EXERCISE DATA:
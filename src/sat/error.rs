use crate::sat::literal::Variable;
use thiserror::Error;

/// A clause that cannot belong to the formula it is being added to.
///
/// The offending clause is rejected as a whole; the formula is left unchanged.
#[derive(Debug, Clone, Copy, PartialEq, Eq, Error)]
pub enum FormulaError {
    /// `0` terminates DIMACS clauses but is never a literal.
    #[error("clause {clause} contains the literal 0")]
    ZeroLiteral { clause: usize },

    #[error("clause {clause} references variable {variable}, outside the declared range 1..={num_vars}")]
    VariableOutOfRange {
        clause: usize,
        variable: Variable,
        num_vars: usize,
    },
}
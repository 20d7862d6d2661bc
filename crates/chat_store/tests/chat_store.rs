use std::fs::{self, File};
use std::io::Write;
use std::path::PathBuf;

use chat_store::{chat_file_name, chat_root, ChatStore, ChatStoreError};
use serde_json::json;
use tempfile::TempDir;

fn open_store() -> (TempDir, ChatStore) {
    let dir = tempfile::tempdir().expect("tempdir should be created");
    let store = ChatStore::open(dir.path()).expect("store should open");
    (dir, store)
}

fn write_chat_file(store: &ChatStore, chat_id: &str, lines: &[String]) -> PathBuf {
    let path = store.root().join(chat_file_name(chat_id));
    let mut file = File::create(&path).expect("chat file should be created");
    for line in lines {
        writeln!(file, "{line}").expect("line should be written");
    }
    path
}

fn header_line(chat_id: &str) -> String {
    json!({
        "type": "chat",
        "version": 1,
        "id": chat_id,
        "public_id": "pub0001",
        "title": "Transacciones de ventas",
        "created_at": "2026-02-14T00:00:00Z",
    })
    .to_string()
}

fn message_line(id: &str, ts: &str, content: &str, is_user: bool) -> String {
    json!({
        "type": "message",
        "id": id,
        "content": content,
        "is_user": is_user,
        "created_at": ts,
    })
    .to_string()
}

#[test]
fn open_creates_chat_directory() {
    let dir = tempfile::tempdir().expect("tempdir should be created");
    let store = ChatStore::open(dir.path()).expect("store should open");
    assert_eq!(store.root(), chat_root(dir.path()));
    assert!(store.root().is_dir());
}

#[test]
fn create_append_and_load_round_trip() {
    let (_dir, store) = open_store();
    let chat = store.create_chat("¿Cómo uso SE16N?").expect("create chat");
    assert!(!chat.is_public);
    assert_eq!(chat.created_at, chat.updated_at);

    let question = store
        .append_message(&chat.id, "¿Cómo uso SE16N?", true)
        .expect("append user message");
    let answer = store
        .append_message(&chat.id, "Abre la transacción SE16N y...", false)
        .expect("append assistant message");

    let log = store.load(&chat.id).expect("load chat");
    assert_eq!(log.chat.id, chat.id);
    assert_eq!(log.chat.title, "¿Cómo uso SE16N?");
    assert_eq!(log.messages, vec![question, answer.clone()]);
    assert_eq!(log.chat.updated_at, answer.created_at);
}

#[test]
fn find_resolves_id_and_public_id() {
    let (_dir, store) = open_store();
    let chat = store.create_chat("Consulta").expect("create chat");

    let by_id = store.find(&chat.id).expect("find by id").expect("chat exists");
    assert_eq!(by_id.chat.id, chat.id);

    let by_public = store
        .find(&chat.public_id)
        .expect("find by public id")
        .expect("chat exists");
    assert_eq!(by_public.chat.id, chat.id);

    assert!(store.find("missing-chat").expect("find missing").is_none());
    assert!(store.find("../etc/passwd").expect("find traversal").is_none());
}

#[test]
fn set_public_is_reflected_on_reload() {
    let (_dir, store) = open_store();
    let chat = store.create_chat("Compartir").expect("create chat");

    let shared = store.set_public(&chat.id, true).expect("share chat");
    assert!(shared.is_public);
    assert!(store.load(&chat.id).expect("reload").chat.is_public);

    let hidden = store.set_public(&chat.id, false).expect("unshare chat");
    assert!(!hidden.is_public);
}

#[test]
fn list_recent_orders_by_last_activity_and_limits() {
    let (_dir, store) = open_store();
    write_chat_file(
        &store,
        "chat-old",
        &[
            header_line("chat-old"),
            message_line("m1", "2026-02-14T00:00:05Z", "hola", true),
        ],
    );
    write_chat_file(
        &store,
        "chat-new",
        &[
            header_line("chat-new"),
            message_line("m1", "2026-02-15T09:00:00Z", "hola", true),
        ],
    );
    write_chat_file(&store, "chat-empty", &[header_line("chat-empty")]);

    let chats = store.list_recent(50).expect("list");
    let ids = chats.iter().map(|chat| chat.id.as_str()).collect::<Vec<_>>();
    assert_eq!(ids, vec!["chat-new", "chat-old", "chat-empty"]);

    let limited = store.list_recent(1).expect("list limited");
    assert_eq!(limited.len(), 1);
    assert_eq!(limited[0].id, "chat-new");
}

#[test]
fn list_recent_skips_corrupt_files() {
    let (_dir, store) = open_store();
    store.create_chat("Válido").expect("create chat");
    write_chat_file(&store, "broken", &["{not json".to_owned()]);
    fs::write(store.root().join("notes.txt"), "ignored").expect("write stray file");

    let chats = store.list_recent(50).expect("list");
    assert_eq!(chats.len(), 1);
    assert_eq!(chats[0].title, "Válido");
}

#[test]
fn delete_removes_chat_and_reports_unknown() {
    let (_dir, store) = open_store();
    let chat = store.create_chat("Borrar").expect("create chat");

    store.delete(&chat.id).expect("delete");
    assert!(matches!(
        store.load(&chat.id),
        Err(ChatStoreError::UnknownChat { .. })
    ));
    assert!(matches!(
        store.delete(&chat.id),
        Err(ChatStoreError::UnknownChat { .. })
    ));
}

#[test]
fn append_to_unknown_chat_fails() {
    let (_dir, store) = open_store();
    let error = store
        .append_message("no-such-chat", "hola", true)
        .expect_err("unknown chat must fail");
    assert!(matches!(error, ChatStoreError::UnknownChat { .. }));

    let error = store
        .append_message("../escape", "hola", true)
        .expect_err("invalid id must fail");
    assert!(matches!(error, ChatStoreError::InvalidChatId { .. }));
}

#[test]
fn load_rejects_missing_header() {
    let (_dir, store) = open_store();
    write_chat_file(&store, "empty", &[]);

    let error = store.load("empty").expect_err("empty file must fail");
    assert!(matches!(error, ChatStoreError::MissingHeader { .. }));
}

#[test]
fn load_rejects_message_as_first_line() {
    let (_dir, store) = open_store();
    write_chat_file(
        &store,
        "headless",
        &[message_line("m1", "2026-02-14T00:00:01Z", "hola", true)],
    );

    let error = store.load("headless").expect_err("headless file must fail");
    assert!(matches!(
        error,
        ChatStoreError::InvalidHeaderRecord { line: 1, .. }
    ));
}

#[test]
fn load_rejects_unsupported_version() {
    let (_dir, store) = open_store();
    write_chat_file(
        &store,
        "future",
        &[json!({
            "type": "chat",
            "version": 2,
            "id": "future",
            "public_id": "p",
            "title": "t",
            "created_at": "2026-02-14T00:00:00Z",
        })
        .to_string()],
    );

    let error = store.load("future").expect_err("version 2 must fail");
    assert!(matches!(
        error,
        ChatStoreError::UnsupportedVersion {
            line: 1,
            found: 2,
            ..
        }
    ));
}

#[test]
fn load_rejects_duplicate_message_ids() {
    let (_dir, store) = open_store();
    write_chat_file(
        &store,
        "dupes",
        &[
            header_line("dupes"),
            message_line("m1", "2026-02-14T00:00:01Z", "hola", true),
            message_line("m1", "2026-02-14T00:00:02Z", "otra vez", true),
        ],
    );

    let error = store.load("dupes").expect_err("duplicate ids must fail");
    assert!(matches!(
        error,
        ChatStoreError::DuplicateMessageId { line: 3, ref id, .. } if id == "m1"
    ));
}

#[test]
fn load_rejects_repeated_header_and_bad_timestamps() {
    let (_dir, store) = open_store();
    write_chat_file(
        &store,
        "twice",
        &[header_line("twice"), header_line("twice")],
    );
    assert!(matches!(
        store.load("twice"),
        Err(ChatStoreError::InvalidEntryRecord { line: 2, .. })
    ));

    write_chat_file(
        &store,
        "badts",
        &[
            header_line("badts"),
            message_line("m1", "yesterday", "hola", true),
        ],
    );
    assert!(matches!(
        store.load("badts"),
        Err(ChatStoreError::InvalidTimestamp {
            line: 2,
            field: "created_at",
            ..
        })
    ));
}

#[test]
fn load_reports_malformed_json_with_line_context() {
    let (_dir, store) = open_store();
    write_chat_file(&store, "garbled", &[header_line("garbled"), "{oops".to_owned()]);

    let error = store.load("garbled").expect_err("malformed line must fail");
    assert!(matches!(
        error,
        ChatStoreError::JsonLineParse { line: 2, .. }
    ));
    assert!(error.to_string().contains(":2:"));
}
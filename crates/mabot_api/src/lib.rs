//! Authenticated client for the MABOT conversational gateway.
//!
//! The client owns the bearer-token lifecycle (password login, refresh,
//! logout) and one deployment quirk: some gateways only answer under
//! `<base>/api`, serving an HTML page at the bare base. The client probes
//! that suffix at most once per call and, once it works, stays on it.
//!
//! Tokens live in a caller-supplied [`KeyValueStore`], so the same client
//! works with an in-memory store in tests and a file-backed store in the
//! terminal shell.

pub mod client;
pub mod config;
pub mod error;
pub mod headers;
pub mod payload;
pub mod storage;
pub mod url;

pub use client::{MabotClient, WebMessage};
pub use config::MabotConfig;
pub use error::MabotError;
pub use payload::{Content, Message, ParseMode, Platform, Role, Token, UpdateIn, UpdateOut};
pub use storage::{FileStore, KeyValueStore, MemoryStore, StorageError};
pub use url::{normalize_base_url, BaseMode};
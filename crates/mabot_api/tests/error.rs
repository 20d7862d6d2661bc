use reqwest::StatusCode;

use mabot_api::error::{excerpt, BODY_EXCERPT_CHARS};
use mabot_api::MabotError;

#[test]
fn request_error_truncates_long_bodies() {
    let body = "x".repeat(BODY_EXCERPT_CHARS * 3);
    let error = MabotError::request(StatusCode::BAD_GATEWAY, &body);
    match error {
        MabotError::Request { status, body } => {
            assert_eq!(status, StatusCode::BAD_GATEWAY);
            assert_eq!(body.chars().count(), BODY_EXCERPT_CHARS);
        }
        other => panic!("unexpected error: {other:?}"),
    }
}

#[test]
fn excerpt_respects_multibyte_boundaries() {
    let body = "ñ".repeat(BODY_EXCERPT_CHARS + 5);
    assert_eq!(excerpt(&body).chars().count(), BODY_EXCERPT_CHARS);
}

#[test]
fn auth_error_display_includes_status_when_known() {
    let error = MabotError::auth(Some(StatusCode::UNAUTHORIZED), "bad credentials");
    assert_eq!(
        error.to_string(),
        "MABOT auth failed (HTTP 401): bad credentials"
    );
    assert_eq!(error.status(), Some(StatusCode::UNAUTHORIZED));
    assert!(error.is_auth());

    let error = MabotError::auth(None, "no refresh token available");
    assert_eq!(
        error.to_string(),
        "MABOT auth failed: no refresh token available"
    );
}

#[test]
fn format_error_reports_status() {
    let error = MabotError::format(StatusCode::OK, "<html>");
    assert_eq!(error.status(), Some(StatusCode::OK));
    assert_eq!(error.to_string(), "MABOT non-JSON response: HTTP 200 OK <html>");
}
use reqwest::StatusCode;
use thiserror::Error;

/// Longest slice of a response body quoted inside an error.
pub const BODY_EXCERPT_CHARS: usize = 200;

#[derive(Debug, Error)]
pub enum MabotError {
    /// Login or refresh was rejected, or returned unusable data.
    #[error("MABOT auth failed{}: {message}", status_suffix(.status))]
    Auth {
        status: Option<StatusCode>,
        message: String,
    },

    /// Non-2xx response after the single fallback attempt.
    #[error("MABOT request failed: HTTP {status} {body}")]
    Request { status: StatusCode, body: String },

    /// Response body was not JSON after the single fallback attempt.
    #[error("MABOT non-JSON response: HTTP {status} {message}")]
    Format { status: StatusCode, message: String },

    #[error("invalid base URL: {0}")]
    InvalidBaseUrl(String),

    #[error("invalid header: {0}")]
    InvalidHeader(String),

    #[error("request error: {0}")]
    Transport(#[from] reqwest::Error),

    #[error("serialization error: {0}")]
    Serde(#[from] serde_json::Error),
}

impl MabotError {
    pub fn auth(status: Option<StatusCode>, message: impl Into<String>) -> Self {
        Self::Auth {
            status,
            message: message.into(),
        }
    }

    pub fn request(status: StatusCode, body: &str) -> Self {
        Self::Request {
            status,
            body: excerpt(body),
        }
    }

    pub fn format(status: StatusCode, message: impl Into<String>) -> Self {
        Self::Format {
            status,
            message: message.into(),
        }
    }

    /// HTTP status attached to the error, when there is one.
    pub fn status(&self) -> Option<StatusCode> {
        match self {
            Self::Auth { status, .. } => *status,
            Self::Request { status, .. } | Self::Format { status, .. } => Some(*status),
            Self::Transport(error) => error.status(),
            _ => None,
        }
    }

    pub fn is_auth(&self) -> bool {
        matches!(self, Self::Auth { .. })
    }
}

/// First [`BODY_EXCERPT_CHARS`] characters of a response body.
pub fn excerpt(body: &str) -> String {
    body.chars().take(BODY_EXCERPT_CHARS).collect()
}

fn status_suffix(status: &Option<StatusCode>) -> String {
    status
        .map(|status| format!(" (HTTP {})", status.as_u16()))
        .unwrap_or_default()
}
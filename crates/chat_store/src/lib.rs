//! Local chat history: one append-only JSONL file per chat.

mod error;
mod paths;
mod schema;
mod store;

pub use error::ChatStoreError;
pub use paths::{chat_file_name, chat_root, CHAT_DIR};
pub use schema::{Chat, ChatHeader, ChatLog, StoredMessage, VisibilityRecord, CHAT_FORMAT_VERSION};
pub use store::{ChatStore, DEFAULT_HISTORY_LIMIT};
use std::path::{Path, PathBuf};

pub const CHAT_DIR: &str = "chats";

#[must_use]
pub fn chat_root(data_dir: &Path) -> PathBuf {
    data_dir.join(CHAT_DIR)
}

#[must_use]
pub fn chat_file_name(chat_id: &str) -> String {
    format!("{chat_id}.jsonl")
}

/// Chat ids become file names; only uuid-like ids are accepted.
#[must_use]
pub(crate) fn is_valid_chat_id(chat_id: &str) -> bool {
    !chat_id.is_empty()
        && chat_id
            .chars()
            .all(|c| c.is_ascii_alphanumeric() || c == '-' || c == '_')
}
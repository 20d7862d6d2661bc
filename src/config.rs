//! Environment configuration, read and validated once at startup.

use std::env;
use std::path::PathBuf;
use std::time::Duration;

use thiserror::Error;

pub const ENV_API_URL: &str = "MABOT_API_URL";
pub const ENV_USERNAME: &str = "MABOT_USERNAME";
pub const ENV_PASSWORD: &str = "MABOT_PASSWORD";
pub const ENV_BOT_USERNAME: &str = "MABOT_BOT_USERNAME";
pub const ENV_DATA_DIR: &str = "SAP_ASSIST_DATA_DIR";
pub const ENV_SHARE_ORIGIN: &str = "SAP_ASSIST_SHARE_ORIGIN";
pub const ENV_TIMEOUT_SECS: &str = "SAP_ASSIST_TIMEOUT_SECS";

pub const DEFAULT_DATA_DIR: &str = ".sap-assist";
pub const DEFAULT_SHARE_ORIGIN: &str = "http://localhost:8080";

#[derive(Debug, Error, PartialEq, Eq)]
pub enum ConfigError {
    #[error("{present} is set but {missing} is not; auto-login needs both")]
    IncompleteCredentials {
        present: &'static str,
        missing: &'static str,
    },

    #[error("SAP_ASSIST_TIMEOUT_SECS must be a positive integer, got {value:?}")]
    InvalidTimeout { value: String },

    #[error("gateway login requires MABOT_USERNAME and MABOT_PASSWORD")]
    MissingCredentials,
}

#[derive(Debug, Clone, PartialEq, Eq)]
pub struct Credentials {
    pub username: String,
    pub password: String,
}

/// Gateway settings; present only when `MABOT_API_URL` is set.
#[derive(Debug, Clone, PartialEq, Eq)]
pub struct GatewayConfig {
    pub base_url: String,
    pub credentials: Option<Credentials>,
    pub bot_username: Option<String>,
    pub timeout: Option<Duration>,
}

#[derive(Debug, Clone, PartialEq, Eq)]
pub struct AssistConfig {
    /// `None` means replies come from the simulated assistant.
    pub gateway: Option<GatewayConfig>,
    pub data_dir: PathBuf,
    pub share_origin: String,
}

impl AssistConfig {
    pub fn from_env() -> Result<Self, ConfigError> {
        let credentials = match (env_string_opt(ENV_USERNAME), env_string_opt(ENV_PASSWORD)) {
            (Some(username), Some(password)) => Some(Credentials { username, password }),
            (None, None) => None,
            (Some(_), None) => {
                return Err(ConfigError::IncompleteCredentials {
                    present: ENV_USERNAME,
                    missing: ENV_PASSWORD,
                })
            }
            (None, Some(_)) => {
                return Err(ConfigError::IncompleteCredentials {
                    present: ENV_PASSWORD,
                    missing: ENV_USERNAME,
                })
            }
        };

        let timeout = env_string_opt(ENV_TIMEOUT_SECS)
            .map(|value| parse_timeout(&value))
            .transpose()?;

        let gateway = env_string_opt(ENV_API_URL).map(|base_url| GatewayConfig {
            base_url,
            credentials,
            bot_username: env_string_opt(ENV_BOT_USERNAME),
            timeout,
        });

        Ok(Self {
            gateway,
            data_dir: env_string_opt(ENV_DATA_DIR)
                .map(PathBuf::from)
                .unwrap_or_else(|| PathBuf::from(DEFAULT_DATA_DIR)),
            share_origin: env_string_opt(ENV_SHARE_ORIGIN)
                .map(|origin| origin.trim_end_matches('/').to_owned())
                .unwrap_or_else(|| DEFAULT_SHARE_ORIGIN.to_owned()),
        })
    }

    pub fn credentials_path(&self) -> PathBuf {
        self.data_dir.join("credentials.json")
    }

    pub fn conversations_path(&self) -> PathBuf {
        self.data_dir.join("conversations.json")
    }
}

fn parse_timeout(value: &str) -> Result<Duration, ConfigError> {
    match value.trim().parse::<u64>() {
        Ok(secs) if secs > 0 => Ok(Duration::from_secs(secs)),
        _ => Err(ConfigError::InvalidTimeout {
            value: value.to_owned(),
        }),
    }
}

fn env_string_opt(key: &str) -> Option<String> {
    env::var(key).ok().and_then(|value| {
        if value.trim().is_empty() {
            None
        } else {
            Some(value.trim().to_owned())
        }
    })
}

REQUIRED ACTION:
Only lines containing the word "schema" should be copied from the material above.

RESPONSE FOR THIS EXERCISE:
mod schema;
pub use schema::{Chat, ChatHeader, ChatLog, StoredMessage, VisibilityRecord, CHAT_FORMAT_VERSION};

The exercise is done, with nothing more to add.